# Semi-Auto Pistol or Revolver



## AIM RIGHT (Jun 19, 2011)

Just want to start a topic on Semi Auto Pistols or Revolvers, which one do you prefer? What are the pros and
cons? me I personally prefer semi auto pistols for the magazine capacity, trigger pull and attachments you can add on them. This post is mainly for members to share there preference on which one they prefer and 
why? That way others can be educated on both firearms based on the members responses.


----------



## VAMarine (Dec 25, 2008)

*Automatics:*
Pros:
More capacity
Easier to clear a jam
Faster reload

Cons:
Can be limp wristed
More apt to jamming
May not function at contact distacne

*Revolvers:*
Pros:
Can't be limp wristed
Less likely to jam
Functions at contact distance

Cons:
Less capacity
If jams, you're screwed
Slower to reload

I prefer autos for capacity and faster reload. While I love the ruggedness of the revolver, the reloading process can be a PITA, even with speed loaders.

Looking over the list in detail...

Capacity: Don't really need to explain this one, in center fire the most you'll see in a revolver is 8 and it's a beast.

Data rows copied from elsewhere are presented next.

//! Expense Ledger is a small service for tracking personal spending.
//!
//! This library provides an in-memory (or SQLite backed) ledger of expenses,
//! pure aggregation functions for summarising them, and a JSON REST API that
//! exposes both.

#![warn(missing_docs)]

use std::{net::SocketAddr, time::Duration};

use axum_server::Handle;
use tokio::signal;

pub mod aggregation;
mod app_state;
pub mod category;
pub mod endpoints;
mod error;
pub mod expense;
pub mod extract;
mod ledger;
mod logging;
mod routing;
mod summary;
mod timezone;

pub use app_state::AppState;
pub use error::{Error, Field};
pub use ledger::{
    ExpenseStore, Ledger, MemoryExpenseStore, SQLiteExpenseStore, create_expense_table,
};
pub use logging::{LOG_BODY_LENGTH_LIMIT, logging_middleware};
pub use routing::build_router;
pub use summary::{
    MonthlyQuery, SummaryState, get_monthly_summary_endpoint, get_summary_endpoint,
};
pub use timezone::{get_local_offset, local_today};

/// An async task that waits for either the ctrl+c or terminate signal, whichever comes first, and
/// then signals the server to shut down gracefully.
///
/// `handle` is a handle to an Axum `Server`.
pub async fn graceful_shutdown(handle: Handle<SocketAddr>) {
    let ctrl_c = async {
        if let Err(error) = signal::ctrl_c().await {
            tracing::error!("failed to install Ctrl+C handler: {error}");
            std::future::pending::<()>().await;
        }
    };

    #[cfg(unix)]
    let terminate = async {
        match signal::unix::signal(signal::unix::SignalKind::terminate()) {
            Ok(mut signal) => {
                signal.recv().await;
            }
            Err(error) => {
                tracing::error!("failed to install signal handler: {error}");
                std::future::pending::<()>().await;
            }
        }
    };

    #[cfg(not(unix))]
    let terminate = std::future::pending::<()>();

    tokio::select! {
        _ = ctrl_c => {
            tracing::debug!("Received ctrl+c signal.");
            handle.graceful_shutdown(Some(Duration::from_secs(1)));
        },
        _ = terminate => {
            tracing::debug!("Received terminate signal.");
            handle.graceful_shutdown(Some(Duration::from_secs(1)));
        },
    }
}
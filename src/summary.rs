//! The read-only endpoints that summarise the ledger for charts and dashboards.

use std::sync::{Arc, Mutex};

use axum::{
    Json,
    extract::{FromRef, State},
};
use serde::Deserialize;

use crate::{
    AppState, Error, Ledger,
    aggregation::{MonthlyReport, Period, SummaryReport},
    expense::{Expense, LedgerState},
    extract::QueryParams,
    timezone::local_today,
};

/// The state needed by the summary endpoints.
#[derive(Debug, Clone)]
pub struct SummaryState {
    /// The ledger to summarise.
    pub ledger: Arc<Mutex<Ledger>>,
    /// The local timezone as a canonical timezone name, e.g. "Pacific/Auckland".
    pub local_timezone: String,
}

impl FromRef<AppState> for SummaryState {
    fn from_ref(state: &AppState) -> Self {
        Self {
            ledger: state.ledger.clone(),
            local_timezone: state.local_timezone.clone(),
        }
    }
}

impl SummaryState {
    /// Copy every expense out of the ledger so that the lock is not held while aggregating.
    fn snapshot(&self) -> Result<Vec<Expense>, Error> {
        LedgerState {
            ledger: self.ledger.clone(),
        }
        .lock()?
        .read_all()
    }
}

/// A route handler for the all-time summary, using today's date in the server's timezone
/// as the current month.
pub async fn get_summary_endpoint(
    State(state): State<SummaryState>,
) -> Result<Json<SummaryReport>, Error> {
    let today = local_today(&state.local_timezone)?;
    let snapshot = state.snapshot()?;

    Ok(Json(SummaryReport::build(&snapshot, today)))
}

/// The query parameters for the monthly summary.
///
/// Missing parameters default to the current month or year.
#[derive(Debug, Default, Deserialize)]
pub struct MonthlyQuery {
    /// The month number, 1-12.
    pub month: Option<u8>,
    /// The calendar year, e.g. 2024.
    pub year: Option<i32>,
}

/// A route handler for the category breakdown of a single month.
///
/// Responds with `400 Bad Request` if the month is not in 1-12.
pub async fn get_monthly_summary_endpoint(
    State(state): State<SummaryState>,
    QueryParams(query): QueryParams<MonthlyQuery>,
) -> Result<Json<MonthlyReport>, Error> {
    let period = resolve_period(&query, &state.local_timezone)?;
    let snapshot = state.snapshot()?;

    Ok(Json(MonthlyReport::build(&snapshot, period)))
}

fn resolve_period(query: &MonthlyQuery, local_timezone: &str) -> Result<Period, Error> {
    if let (Some(month), Some(year)) = (query.month, query.year) {
        return Period::new(year, month);
    }

    let current = Period::containing(local_today(local_timezone)?);
    Period::new(
        query.year.unwrap_or(current.year()),
        query.month.unwrap_or(u8::from(current.month())),
    )
}
//! Defines the endpoint for deleting an expense.

use axum::{Json, extract::State};

use crate::{
    Error,
    expense::{Expense, ExpenseId, LedgerState},
    extract::PathParam,
};

/// A route handler for deleting an expense, responds with the deleted expense.
///
/// The ID of a deleted expense is never handed out again.
pub async fn delete_expense_endpoint(
    State(state): State<LedgerState>,
    PathParam(expense_id): PathParam<ExpenseId>,
) -> Result<Json<Expense>, Error> {
    let expense = state.lock()?.delete(expense_id)?;

    Ok(Json(expense))
}
//! Orders expenses for "top" and "recent" lists.

use crate::expense::Expense;

/// The `limit` most expensive expenses, most expensive first.
///
/// Expenses with equal prices keep their order in `expenses`, so the result is
/// reproducible for a given snapshot.
pub fn top_expenses(expenses: &[Expense], limit: usize) -> Vec<Expense> {
    let mut ranked = expenses.to_vec();
    // `sort_by` is stable, which gives the tie-break on equal prices.
    ranked.sort_by(|a, b| b.item_price.total_cmp(&a.item_price));
    ranked.truncate(limit);
    ranked
}

/// The `limit` most recent expenses by purchase date, newest first.
///
/// Expenses on the same date are ordered by descending ID, i.e. the most
/// recently recorded first.
pub fn recent_expenses(expenses: &[Expense], limit: usize) -> Vec<Expense> {
    let mut ordered = expenses.to_vec();
    ordered.sort_by(|a, b| {
        b.date_of_purchase
            .cmp(&a.date_of_purchase)
            .then_with(|| b.id.cmp(&a.id))
    });
    ordered.truncate(limit);
    ordered
}
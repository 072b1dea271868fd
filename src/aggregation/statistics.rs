//! Percentage breakdowns and summary statistics.

use std::collections::BTreeMap;

use serde::Serialize;

use crate::{
    aggregation::{category_totals, total_spent},
    expense::Expense,
};

/// A category's share of the spending in a period.
#[derive(Debug, Clone, PartialEq, Serialize)]
pub struct CategoryShare {
    /// The category label.
    pub category: String,
    /// The sum of the category's prices.
    pub total: f64,
    /// The category's percentage of the overall total, rounded to one decimal place.
    pub percentage: f64,
}

/// Summary statistics over a set of expenses.
#[derive(Debug, Clone, Copy, PartialEq, Serialize)]
pub struct OverallStatistics {
    /// The sum of all prices.
    pub total_spent: f64,
    /// The number of expenses.
    pub transaction_count: usize,
    /// `total_spent / transaction_count`, or zero when there are no expenses.
    pub average_per_transaction: f64,
    /// The number of distinct categories.
    pub category_count: usize,
    /// The largest category total, or zero when there are no expenses.
    pub max_category_total: f64,
    /// `total_spent / category_count`, or zero when there are no categories.
    pub average_per_category: f64,
}

/// Calculate each category's percentage of the sum of `category_totals`.
///
/// Shares are ordered by total, largest first, with ties ordered by category
/// name.
///
/// # Returns
/// An empty list if the sum of `category_totals` is zero or not finite, so
/// that no percentage is ever NaN.
pub fn percentage_breakdown(category_totals: &BTreeMap<String, f64>) -> Vec<CategoryShare> {
    let period_total: f64 = category_totals.values().sum();

    if !period_total.is_finite() || period_total <= 0.0 {
        return Vec::new();
    }

    let mut shares: Vec<CategoryShare> = category_totals
        .iter()
        .map(|(category, &total)| CategoryShare {
            category: category.clone(),
            total,
            percentage: round_to_one_decimal(100.0 * total / period_total),
        })
        .collect();

    // Stable sort over the name ordered map gives the name tie-break.
    shares.sort_by(|a, b| b.total.total_cmp(&a.total));
    shares
}

fn round_to_one_decimal(value: f64) -> f64 {
    (value * 10.0).round() / 10.0
}

/// Calculate the totals and averages of `expenses`.
///
/// Every average is zero rather than NaN when its divisor is zero.
pub fn overall_statistics(expenses: &[Expense]) -> OverallStatistics {
    let total = total_spent(expenses);
    let totals_by_category = category_totals(expenses);
    let transaction_count = expenses.len();
    let category_count = totals_by_category.len();

    let average_per_transaction = if transaction_count > 0 {
        total / transaction_count as f64
    } else {
        0.0
    };

    let average_per_category = if category_count > 0 {
        total / category_count as f64
    } else {
        0.0
    };

    let max_category_total = totals_by_category.values().copied().fold(0.0, f64::max);

    OverallStatistics {
        total_spent: total,
        transaction_count,
        average_per_transaction,
        category_count,
        max_category_total,
        average_per_category,
    }
}
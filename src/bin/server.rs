use std::{fs::OpenOptions, net::SocketAddr, process::exit, sync::Arc};

use axum::{
    Router,
    extract::{MatchedPath, Request},
    middleware,
};
use axum_server::Handle;
use clap::Parser;
use rusqlite::Connection;
use tower_http::trace::TraceLayer;
use tracing_subscriber::{EnvFilter, Layer, filter, layer::SubscriberExt, util::SubscriberInitExt};

use expense_ledger::{
    AppState, Ledger, SQLiteExpenseStore, build_router, get_local_offset, graceful_shutdown,
    logging_middleware,
};

/// The REST API server for expense_ledger.
#[derive(Parser, Debug)]
#[command(version, about, long_about = None)]
struct Args {
    /// File path to the application SQLite database.
    ///
    /// Expenses are only kept in memory if this is not set.
    #[arg(long, env = "DB_PATH")]
    db_path: Option<String>,

    /// The port to serve the API from.
    #[arg(short, long, env = "PORT", default_value_t = 4000)]
    port: u16,

    /// The canonical timezone name used to work out the current month, e.g. "Pacific/Auckland".
    #[arg(long, env = "TIMEZONE", default_value = "Etc/UTC")]
    timezone: String,
}

#[tokio::main]
async fn main() {
    setup_logging();

    let args = Args::parse();

    if get_local_offset(&args.timezone).is_none() {
        tracing::error!(
            "Invalid timezone \"{}\", use a canonical timezone name such as \"Pacific/Auckland\"",
            args.timezone
        );
        exit(1);
    }

    let ledger = match open_ledger(args.db_path.as_deref()) {
        Ok(ledger) => ledger,
        Err(error) => {
            tracing::error!("Could not open the ledger: {error}");
            exit(1);
        }
    };

    let addr = SocketAddr::from(([0, 0, 0, 0], args.port));
    let state = AppState::new(ledger, &args.timezone);

    let handle = Handle::new();
    tokio::spawn(graceful_shutdown(handle.clone()));

    let router = build_router(state).layer(middleware::from_fn(logging_middleware));
    let router = add_tracing_layer(router);

    tracing::info!("HTTP server listening on {}", addr);
    if let Err(error) = axum_server::bind(addr)
        .handle(handle)
        .serve(router.into_make_service())
        .await
    {
        tracing::error!("Server stopped unexpectedly: {error}");
        exit(1);
    }
}

fn open_ledger(db_path: Option<&str>) -> Result<Ledger, expense_ledger::Error> {
    match db_path {
        Some(path) => {
            tracing::info!("Using SQLite database at {path}");
            let connection = Connection::open(path)?;
            Ok(Ledger::new(SQLiteExpenseStore::new(connection)?))
        }
        None => {
            tracing::info!("No database path given, expenses will only be kept in memory");
            Ok(Ledger::in_memory())
        }
    }
}

fn setup_logging() {
    let stdout_log = tracing_subscriber::fmt::layer()
        .pretty()
        .with_filter(EnvFilter::try_from_default_env().unwrap_or_else(|_| EnvFilter::new("info")));

    let debug_log = match OpenOptions::new()
        .create(true)
        .append(true)
        .open("debug.log")
    {
        Ok(log_file) => Some(
            tracing_subscriber::fmt::layer()
                .pretty()
                .with_ansi(false)
                .with_writer(Arc::new(log_file))
                .with_filter(filter::LevelFilter::DEBUG),
        ),
        Err(error) => {
            eprintln!("Could not create log file, debug logs will not be saved: {error}");
            None
        }
    };

    tracing_subscriber::registry()
        .with(stdout_log)
        .with(debug_log)
        .init();
}

fn add_tracing_layer(router: Router) -> Router {
    let tracing_layer = TraceLayer::new_for_http()
        .make_span_with(|req: &Request| {
            let method = req.method();
            let uri = req.uri();

            let matched_path = req
                .extensions()
                .get::<MatchedPath>()
                .map(|matched_path| matched_path.as_str());

            tracing::debug_span!("request", %method, %uri, matched_path)
        })
        // By default, `TraceLayer` will log 5xx responses but we're doing our specific
        // logging of errors so disable that
        .on_failure(());

    router.layer(tracing_layer)
}
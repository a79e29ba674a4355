// Copyright (C) 2026 Fred Clausen
// Use of this source code is governed by an MIT-style
// license that can be found in the LICENSE file or at
// https://opensource.org/licenses/MIT.

use diesel::prelude::*;
use diesel::{MysqlConnection, SqliteConnection};
use tracing::debug;
use tradeflow::Profile;
use tradeflow_domain::TenantId;

use super::found;
use crate::diesel_schema::profiles;
use crate::error::PersistenceError;
use crate::rows::ProfileRow;

backend_fn! {
/// Looks up the profile of an authenticated user.
///
/// # Errors
///
/// Returns an error if the database query fails.
/// Returns `Ok(None)` if the user has no profile.
pub fn find_profile(conn: &mut _, user_id: &str) -> Result<Option<Profile>, PersistenceError> {
    debug!(user_id, "Looking up profile");

    let row: Option<ProfileRow> = found(
        profiles::table
            .filter(profiles::user_id.eq(user_id))
            .select(ProfileRow::as_select())
            .first::<ProfileRow>(conn),
    )?;

    Ok(row.map(|row| Profile {
        user_id: row.user_id,
        tenant_id: row.tenant_id.map(TenantId::new),
    }))
}
}
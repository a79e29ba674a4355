// Copyright (C) 2026 Fred Clausen
// Use of this source code is governed by an MIT-style
// license that can be found in the LICENSE file or at
// https://opensource.org/licenses/MIT.

//! The document numbering and lifecycle conversion engine.
//!
//! Every operation takes a [`DocumentStore`] and performs its reads and writes
//! through it one call at a time.

#![deny(
    clippy::pedantic,
    clippy::cargo,
    clippy::nursery,
    clippy::style,
    clippy::correctness,
    clippy::all,
    clippy::suspicious,
    clippy::complexity,
    clippy::perf,
    clippy::unwrap_used,
    clippy::expect_used
)]

mod allocator;
mod documents;
mod error;
mod pipeline;
mod sequence;
mod store;
mod tenant;

#[cfg(test)]
mod tests;

pub use allocator::{
    Allocation, allocate, confirm_allocation, load_numbering_config, update_numbering_config,
};
pub use documents::{create_document, get_document, update_status};
pub use error::CoreError;
pub use pipeline::{
    ConversionOutcome, convert_estimate_to_project, convert_project_to_work_order,
    convert_work_order_to_invoice,
};
pub use sequence::{highest_sequence, highest_used};
pub use store::{DocumentStore, Profile, StoreError};
pub use tenant::{CallerIdentity, resolve_tenant};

Jam Clearing: Autos for the most part you're looking at Tap, Rack, Bang and while revolvers are less likely to jam, when they do it can take a lot to get it unjammed, you're looking at a tool or two minimum and maybe even gunsmith attention.

Limp wristing is a non-issue for revolver shooters and can plague auto shooters, even experienced ones when doing weak hand manipulations etc.

Reload: Autos are pretty straight forward, remove spent mag, insert new mag, chamber round as needed. With revolvers you've got speed strips, loose rounds, various speed loaders, moon clips, half moon clips...etc.

Operation at Contact Distance. Push the slide out of battery and 90% of autos are not going to fire, with a revolver you just keep pulling the trigger, unless the cylinder is bound up it will fire.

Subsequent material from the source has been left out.